● Entries provided

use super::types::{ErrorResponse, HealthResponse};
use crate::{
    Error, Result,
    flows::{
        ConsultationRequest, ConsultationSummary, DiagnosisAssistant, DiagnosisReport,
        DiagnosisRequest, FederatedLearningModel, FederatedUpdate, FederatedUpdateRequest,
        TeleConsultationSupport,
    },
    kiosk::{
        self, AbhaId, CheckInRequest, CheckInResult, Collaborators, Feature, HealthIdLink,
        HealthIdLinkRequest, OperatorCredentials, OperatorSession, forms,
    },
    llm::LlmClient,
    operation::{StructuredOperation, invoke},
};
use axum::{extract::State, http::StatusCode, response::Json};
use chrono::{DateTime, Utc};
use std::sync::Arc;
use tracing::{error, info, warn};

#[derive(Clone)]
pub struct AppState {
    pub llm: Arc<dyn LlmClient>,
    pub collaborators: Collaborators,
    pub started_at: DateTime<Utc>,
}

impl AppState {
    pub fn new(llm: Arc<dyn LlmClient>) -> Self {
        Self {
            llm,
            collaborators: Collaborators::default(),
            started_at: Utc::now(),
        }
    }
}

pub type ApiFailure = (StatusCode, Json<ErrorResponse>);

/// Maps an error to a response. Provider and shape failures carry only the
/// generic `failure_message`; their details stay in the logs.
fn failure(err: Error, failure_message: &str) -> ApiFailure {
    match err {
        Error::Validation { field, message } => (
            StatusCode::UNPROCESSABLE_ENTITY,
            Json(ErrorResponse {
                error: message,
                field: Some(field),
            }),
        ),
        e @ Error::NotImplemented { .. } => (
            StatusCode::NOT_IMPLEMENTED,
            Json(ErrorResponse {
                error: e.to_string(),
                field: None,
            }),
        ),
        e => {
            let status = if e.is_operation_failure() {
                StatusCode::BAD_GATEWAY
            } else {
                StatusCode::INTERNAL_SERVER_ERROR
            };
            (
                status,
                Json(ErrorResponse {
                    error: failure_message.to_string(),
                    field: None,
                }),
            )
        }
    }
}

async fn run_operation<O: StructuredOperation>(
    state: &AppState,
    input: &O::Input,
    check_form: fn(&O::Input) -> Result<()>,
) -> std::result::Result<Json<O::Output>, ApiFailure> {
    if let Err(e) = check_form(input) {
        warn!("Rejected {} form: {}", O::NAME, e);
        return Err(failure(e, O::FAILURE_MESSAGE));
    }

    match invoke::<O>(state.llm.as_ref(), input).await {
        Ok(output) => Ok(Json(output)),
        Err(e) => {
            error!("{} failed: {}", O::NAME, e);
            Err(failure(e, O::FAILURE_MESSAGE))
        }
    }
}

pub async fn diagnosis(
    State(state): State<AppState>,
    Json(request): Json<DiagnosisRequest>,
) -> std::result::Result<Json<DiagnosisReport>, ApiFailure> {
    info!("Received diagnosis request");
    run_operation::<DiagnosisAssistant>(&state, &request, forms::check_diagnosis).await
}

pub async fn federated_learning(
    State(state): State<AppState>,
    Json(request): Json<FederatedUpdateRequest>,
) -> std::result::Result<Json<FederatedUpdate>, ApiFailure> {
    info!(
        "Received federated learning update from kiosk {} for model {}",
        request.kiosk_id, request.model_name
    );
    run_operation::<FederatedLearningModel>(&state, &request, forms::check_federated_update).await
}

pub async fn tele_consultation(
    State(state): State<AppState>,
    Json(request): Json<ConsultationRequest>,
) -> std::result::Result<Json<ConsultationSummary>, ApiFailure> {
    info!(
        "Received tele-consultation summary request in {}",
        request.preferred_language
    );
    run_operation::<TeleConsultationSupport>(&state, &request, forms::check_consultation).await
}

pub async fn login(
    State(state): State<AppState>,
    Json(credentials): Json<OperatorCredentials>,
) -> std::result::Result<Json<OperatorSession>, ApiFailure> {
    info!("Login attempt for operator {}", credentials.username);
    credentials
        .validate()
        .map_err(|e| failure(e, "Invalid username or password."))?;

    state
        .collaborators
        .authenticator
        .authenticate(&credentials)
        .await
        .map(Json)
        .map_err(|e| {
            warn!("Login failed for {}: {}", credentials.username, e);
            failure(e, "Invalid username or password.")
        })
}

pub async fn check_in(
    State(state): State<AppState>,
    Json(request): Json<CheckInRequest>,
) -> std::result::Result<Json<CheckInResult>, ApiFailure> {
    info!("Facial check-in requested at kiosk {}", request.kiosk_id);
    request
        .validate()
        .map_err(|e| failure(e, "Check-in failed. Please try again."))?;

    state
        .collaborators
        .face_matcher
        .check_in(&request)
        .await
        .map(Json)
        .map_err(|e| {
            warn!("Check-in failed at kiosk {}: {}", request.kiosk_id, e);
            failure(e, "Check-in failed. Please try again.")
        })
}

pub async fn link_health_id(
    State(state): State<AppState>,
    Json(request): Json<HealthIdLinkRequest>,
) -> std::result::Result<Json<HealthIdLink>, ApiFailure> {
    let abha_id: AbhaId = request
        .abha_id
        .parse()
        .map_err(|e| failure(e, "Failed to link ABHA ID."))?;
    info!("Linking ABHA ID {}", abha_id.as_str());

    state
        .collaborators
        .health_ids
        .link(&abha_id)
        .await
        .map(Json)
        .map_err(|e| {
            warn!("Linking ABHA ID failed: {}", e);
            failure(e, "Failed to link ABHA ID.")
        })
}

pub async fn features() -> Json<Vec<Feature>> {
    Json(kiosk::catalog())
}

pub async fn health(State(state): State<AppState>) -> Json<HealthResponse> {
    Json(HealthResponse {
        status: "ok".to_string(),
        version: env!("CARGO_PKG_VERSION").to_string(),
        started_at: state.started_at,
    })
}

● Try it
Only the lines containing "info" are needed; copy each of them from the data.

● Written solution
use tracing::{error, info, warn};
    info!("Received diagnosis request");
    info!(
    info!(
    info!("Login attempt for operator {}", credentials.username);
    info!("Facial check-in requested at kiosk {}", request.kiosk_id);
    info!("Linking ABHA ID {}", abha_id.as_str());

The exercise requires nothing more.